По тому, как он построил фразу, становилось ясно, что в других отношениях намерения королевы туманны.

— Я уже не раз бывала с несколькими любовниками одновременно.

— С кем?

Рис ответил, на миг отвлекшись от упаковывания чаши обратно в шкатулку:

— Со мной и с Никкой.

Никка закрыл крышку шкатулки и тщательно проверил замок, хотя все мы, наверное, знали, что не в замке дело.

— Королева захвачена мыслью, что Мередит должна иметь несколько любовников за раз. Если она узнает, что это не принесло плода… — Он покачал головой и взглянул на меня. — Королева в последнее время стала спокойнее, Мередит, но как будто упорнее и целеустремленней. Выработав план действий, она от него уже не отклоняется, даже если подсунуть ей какого-нибудь красавчика или повод для пытки. Она словно потеряла интерес к прежним увлечениям.

Мне всегда казалось, что как раз увлечение моей тети пытками и сексом не дает нормально иметь с ней дело. Но из слов Баринтуса выходило другое.

— Хочешь сказать, что ты сексом и болью все эти годы нарочно ее отвлекал?

Он кивнул.

— Все равно что дать ребенку леденец. Он хватает конфетку и забывает обиды. Но в последние несколько недель, сколько кровавых конфеток ей ни предложи, она не сворачивала с пути. Возьмет угощение, насладится и возвращается точно в ту же точку, с которой ты хотел ее увести. — Баринтус нахмурился. — С одной стороны, приятно было видеть, что она начала думать головой, а не другим местом. И в то же время мы привыкли уже иметь дело с другим местом. Ее голову отвлечь не так легко.

— Но если она думает головой, а не чем еще, то почему она так зациклилась на идее группового секса с моим участием?

— Кажется, она решила, что для тебя это единственный способ забеременеть. И еще она все время подбирает тебе божеств растительности и земледелия. Два этих пункта для нее равно важны.

— А ты не знаешь почему? — спросил Дойл.

Баринтус покачал головой.

— Предпосылка явно была. Она пытала Конри, и пытала его лично.

— Но я думала, что его осудили на пытку за покушение на меня. Разве не так?

— Это он уже отбыл и с тех пор ни в чем не провинился. Он как будто понимал не больше нас, когда она его взяла. Потом она выставила его изломанное тело в парадном зале и заставила всех пройти и посмотреть, во что он превратился, но во рту у него торчал кляп и говорить он не мог. А сейчас он лежит запертый в темнице, и навещает его только Ффлур, королевская целительница.

— Конри — один из самых преданных сторонников Кела среди стражей, — сказал Дойл.

Баринтус кивнул:

— Верно, и слышал бы ты, какой поднялся переполох среди людей Кела, откровенно выражавших мысли о том, что Мерри недостойна трона. Они просто пресмыкались, пытаясь снова завоевать расположение королевы.

— Она пытала одного Конри? — спросила я.

— Пока да, но союзники Кела все перепуганы.

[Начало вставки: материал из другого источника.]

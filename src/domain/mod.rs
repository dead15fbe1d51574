//! Domain logic - pure business rules independent of git and the filesystem

pub mod decision;
pub mod remote;
pub mod state;
pub mod tag;
pub mod version;

pub use decision::{decide, NextVersionDecision, VersionSource};
pub use remote::HostedRemote;
pub use state::{check_readiness, CommitDivergence, RepositoryState};
pub use tag::{select_latest, ReleaseTag};
pub use version::{SemanticVersion, VersionBump};
//! Project descriptor resolution
//!
//! Detects which build ecosystem a project root uses, reads the version the
//! project declares, and rewrites it in every manifest that carries it.

pub mod dotnet;
pub mod node;

use std::fmt;
use std::path::{Path, PathBuf};

use tracing::debug;

use crate::domain::SemanticVersion;
use crate::error::{GitPrError, Result};

/// Build ecosystem of a project
#[derive(Debug, Clone, Copy, PartialEq, Eq)]
pub enum Ecosystem {
    NodePackage,
    DotnetProject,
}

impl fmt::Display for Ecosystem {
    fn fmt(&self, f: &mut fmt::Formatter<'_>) -> fmt::Result {
        match self {
            Ecosystem::NodePackage => f.write_str("node"),
            Ecosystem::DotnetProject => f.write_str("dotnet"),
        }
    }
}

/// How a project declares its own version
#[derive(Debug, Clone, PartialEq, Eq)]
pub struct ProjectDescriptor {
    ecosystem: Ecosystem,
    root: PathBuf,
    declared_version: Option<SemanticVersion>,
    /// Version text found in the manifest when it did not parse
    raw_version: Option<String>,
    manifest_paths: Vec<PathBuf>,
}

impl ProjectDescriptor {
    pub(crate) fn new(
        ecosystem: Ecosystem,
        root: &Path,
        raw_version: Option<String>,
        manifest_paths: Vec<PathBuf>,
    ) -> Self {
        let declared_version = raw_version
            .as_deref()
            .and_then(|raw| SemanticVersion::parse_declared(raw).ok());
        let raw_version = raw_version.filter(|_| declared_version.is_none());
        ProjectDescriptor {
            ecosystem,
            root: root.to_path_buf(),
            declared_version,
            raw_version,
            manifest_paths,
        }
    }

    /// Detect the project kind in `root`.
    ///
    /// A Node `package.json` takes priority; otherwise `root` is scanned
    /// recursively for `.csproj` files.
    pub fn detect(root: impl AsRef<Path>) -> Result<Self> {
        let root = root.as_ref();
        if let Some(descriptor) = node::detect(root)? {
            debug!(root = %root.display(), "detected node project");
            return Ok(descriptor);
        }
        if let Some(descriptor) = dotnet::detect(root)? {
            debug!(root = %root.display(), "detected dotnet project");
            return Ok(descriptor);
        }
        Err(GitPrError::UnsupportedProjectKind(root.to_path_buf()))
    }

    pub fn ecosystem(&self) -> Ecosystem {
        self.ecosystem
    }

    pub fn root(&self) -> &Path {
        &self.root
    }

    pub fn declared_version(&self) -> Option<&SemanticVersion> {
        self.declared_version.as_ref()
    }

    /// Version text present in the manifest but not a valid semantic version
    pub fn unparsable_version(&self) -> Option<&str> {
        self.raw_version.as_deref()
    }

    /// Files kept in sync when the version changes, primary manifest first
    pub fn manifest_paths(&self) -> &[PathBuf] {
        &self.manifest_paths
    }

    /// Manifest paths relative to the project root, for display
    pub fn display_paths(&self) -> String {
        self.manifest_paths
            .iter()
            .map(|p| p.strip_prefix(&self.root).unwrap_or(p).display().to_string())
            .collect::<Vec<_>>()
            .join(" and ")
    }

    /// Rewrite the declared version in every manifest.
    ///
    /// `new_version` must be a strict semantic version. Everything else in the
    /// manifests is preserved. No backup is taken.
    pub fn write_version(&mut self, new_version: &str) -> Result<()> {
        let version = SemanticVersion::parse_strict(new_version)?;
        for path in &self.manifest_paths {
            debug!(path = %path.display(), version = %version, "writing version");
            match self.ecosystem {
                Ecosystem::NodePackage => node::write_version(path, &version)?,
                Ecosystem::DotnetProject => dotnet::write_version(path, &version)?,
            }
        }
        self.declared_version = Some(version);
        self.raw_version = None;
        Ok(())
    }
}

— Ты отметил, что Конри не дали говорить, — сказал Дойл. — Ты думаешь, он что-то королеве рассказал? Что-то, что она хочет сохранить в тайне?

— Да, — кивнул Баринтус.

— Можешь предположить, что это?

— Именно после пытки Конри королева обрела идею свести Мередит с несколькими мужчинами за раз, причем желательно с богами растительности и земледелия. — Он пожал плечами. — Теперь вы знаете то же, что и я. Если вам это о чем-то говорит, очень хотелось бы услышать.

Дойл качнул головой.

— Мне надо подумать.

— Мы все подумаем, — поправил Рис.

Все согласно кивнули.

Водитель сказал в интерком:

— Машины только что начали пропускать. Река вернулась в русло. Чудеса какие-то.

Кто-то нервно хихикнул.

— Ну, могло быть хуже, — сказала я.

Все уставились на меня.

— Мы едва не заставили разлиться все ручьи и реки в Сент-Луисе, — сказал Дойл. — Что может быть хуже?

— Когда-то на месте Сент-Луиса находилось громадное внутреннее море. Миллион лет назад плюс-минус пару тысячелетий, — тихо пояснила я.

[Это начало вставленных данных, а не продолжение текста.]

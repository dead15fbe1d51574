use console::Term;

/// Wrap `text` in an OSC 8 terminal hyperlink to `url`
pub fn hyperlink(url: &str, text: &str) -> String {
    format!("\x1b]8;;{}\x1b\\{}\x1b]8;;\x1b\\", url, text)
}

/// Render `url` so it can be clicked in the operator's terminal.
///
/// Falls back to the bare URL when stdout is not a terminal, so piped output
/// stays copyable.
pub fn clickable_link(url: &str) -> String {
    if Term::stdout().is_term() {
        hyperlink(url, url)
    } else {
        url.to_string()
    }
}
//! User interface module - status output and link rendering.
//!
//! - `formatter` - coloured status, success, warning and error lines
//! - `link` - clickable terminal hyperlinks

pub mod formatter;
pub mod link;

pub use formatter::{
    display_boundary_warning, display_dry_run_plan, display_error, display_pull_request_link,
    display_status, display_success, display_version_change,
};
pub use link::clickable_link;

Тишина в машине вдруг стала тяжелей и плотнее, наполненная общим ужасом.

— Китто вызвал землетрясение. Никка и Шалфей — ураган, — задумчиво сказал Гален. — Как-то мне не кажется, что возвращение Баринтусу божественного статуса могло бы затопить полконтинента.

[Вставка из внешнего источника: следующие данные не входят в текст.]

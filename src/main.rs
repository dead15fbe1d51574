use anyhow::Result;
use clap::Parser;
use tracing_subscriber::EnvFilter;

use git_pr::cli::{run_pr_workflow, PrWorkflowArgs};
use git_pr::config;
use git_pr::domain::VersionBump;
use git_pr::git::Git2Repository;
use git_pr::ui;

#[derive(clap::Parser)]
#[command(
    name = "git-pr",
    about = "Bump the project version and open a GitHub pull request"
)]
struct Args {
    #[arg(value_enum, help = "Type of change: patch, minor or major")]
    bump: Option<VersionBump>,

    #[arg(short, long, help = "Custom configuration file path")]
    config: Option<String>,

    #[arg(short, long, help = "Remote to inspect and push to")]
    remote: Option<String>,

    #[arg(long, help = "Do not run the project's tests")]
    skip_tests: bool,

    #[arg(long, help = "Preview what would happen without making changes")]
    dry_run: bool,

    #[arg(short, long, action = clap::ArgAction::Count, help = "Increase log verbosity")]
    verbose: u8,

    #[arg(short = 'V', long, help = "Print version information")]
    version: bool,
}

fn init_tracing(verbose: u8) {
    let level = match verbose {
        0 => "warn",
        1 => "info",
        _ => "debug",
    };
    let filter = EnvFilter::try_from_default_env()
        .unwrap_or_else(|_| EnvFilter::new(format!("git_pr={}", level)));
    tracing_subscriber::fmt()
        .with_env_filter(filter)
        .with_writer(std::io::stderr)
        .with_target(false)
        .init();
}

fn main() -> Result<()> {
    let args = Args::parse();

    if args.version {
        println!("git-pr {}", env!("CARGO_PKG_VERSION"));
        return Ok(());
    }

    init_tracing(args.verbose);

    let Some(bump) = args.bump else {
        ui::display_error("Please specify the type of PR: patch, minor, or major");
        std::process::exit(1);
    };

    let config = match config::load_config(args.config.as_deref()) {
        Ok(cfg) => cfg,
        Err(e) => {
            ui::display_error(&format!("Error loading config: {}", e));
            std::process::exit(1);
        }
    };

    let root = std::env::current_dir()?;
    let repo = match Git2Repository::open(&root) {
        Ok(repo) => repo,
        Err(e) => {
            ui::display_error(&e.to_string());
            std::process::exit(1);
        }
    };

    let workflow_args = PrWorkflowArgs {
        bump,
        remote: args.remote,
        skip_tests: args.skip_tests,
        dry_run: args.dry_run,
    };

    match run_pr_workflow(&repo, &root, &workflow_args, &config) {
        Ok(result) => {
            ui::display_pull_request_link(&ui::clickable_link(&result.pull_request_url));
            Ok(())
        }
        Err(e) => {
            tracing::debug!(category = ?e.category(), "workflow failed");
            ui::display_error(&e.to_string());
            std::process::exit(1);
        }
    }
}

Я теперь точно могла сказать, кто из нас знал, что Баринтус — это Мананнан Мак Лир. По быстро брошенному и тут же отведенному взгляду. Гален не знал. Зато я знала, и от мысли, что мы подняли такую силу без ритуального защитного круга, мне стало зябко. Впрочем, может, повлияла еще и холодная лужа у меня под задом.